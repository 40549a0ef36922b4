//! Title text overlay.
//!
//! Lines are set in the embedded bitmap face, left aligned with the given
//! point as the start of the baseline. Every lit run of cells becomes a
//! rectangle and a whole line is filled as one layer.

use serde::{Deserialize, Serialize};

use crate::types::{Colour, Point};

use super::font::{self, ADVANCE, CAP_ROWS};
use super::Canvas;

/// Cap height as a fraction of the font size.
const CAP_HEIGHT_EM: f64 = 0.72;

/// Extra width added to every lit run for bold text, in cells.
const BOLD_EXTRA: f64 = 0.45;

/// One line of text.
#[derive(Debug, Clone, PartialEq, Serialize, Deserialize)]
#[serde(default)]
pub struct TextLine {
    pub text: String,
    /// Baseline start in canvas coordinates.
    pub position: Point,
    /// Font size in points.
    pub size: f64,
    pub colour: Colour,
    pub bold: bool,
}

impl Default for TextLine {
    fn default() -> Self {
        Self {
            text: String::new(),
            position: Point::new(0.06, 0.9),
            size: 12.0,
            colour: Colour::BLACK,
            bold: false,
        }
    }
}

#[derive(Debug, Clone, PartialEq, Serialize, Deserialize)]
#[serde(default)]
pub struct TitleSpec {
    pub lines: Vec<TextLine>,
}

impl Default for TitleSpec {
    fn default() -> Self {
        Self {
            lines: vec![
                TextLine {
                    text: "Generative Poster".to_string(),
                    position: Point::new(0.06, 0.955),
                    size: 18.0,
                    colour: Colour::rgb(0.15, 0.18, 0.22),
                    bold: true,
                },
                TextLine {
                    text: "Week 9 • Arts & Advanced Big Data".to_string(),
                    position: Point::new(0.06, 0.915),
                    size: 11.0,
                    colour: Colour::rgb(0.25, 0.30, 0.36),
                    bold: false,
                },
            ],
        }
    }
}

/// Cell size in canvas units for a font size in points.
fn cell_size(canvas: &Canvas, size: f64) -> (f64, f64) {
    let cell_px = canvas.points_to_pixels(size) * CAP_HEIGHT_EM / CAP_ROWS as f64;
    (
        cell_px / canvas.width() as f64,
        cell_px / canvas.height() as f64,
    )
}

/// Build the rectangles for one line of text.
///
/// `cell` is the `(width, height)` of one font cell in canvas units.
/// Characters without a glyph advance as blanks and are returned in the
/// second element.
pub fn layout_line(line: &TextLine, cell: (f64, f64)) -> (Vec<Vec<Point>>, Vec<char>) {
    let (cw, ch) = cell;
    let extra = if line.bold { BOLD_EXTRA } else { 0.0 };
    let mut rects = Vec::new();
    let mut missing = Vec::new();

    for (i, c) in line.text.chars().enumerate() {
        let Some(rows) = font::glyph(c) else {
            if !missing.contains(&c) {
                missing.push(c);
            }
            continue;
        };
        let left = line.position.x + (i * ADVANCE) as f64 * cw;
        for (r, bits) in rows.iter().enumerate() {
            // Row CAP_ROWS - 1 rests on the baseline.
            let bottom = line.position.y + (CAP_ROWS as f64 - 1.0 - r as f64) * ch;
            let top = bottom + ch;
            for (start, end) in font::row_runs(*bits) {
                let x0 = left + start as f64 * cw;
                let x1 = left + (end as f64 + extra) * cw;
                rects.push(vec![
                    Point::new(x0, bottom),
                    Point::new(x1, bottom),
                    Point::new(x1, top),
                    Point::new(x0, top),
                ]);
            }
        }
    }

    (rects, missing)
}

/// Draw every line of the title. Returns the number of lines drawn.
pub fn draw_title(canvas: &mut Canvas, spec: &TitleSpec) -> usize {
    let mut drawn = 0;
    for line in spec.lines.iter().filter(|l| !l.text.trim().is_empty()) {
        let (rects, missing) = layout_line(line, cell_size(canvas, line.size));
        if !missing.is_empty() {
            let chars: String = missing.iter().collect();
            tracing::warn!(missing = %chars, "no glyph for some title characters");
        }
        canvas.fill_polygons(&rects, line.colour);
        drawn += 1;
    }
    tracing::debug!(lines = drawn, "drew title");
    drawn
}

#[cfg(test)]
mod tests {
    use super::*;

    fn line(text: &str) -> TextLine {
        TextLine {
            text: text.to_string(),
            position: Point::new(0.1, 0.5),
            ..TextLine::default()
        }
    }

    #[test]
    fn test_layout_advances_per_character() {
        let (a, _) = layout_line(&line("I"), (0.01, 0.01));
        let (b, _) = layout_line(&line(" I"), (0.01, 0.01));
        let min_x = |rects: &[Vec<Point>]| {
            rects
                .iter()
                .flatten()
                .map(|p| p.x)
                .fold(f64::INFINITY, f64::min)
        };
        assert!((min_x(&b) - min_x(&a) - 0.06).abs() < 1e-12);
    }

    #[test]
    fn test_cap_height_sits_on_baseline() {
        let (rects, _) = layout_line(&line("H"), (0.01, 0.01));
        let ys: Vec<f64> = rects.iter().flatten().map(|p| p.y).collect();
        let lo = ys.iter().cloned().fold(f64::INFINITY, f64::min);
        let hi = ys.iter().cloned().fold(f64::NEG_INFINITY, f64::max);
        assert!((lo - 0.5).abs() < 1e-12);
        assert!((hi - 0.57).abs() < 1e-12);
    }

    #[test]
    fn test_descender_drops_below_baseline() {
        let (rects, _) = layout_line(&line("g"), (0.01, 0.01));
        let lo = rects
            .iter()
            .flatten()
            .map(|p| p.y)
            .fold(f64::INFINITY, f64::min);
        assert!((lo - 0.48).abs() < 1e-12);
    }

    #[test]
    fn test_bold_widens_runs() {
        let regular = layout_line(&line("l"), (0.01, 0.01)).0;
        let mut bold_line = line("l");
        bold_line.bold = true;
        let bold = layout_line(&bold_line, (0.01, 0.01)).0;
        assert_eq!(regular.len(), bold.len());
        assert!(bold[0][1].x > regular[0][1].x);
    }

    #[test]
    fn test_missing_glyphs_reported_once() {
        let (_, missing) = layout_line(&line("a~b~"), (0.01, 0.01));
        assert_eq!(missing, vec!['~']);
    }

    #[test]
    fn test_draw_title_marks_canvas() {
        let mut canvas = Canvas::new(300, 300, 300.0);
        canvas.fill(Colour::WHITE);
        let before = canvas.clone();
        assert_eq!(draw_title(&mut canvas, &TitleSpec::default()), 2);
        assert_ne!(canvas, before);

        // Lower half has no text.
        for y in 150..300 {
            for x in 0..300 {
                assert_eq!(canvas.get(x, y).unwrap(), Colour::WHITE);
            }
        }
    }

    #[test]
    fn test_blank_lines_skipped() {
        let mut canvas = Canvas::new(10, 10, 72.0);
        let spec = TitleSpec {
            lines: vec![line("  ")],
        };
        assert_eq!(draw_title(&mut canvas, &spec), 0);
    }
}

◇ ◇ ◇ ◇ ◇

Across the data above, how many lines contain the string "bottom"? Reply with the number and nothing else.

[WRITTEN RESPONSE] 4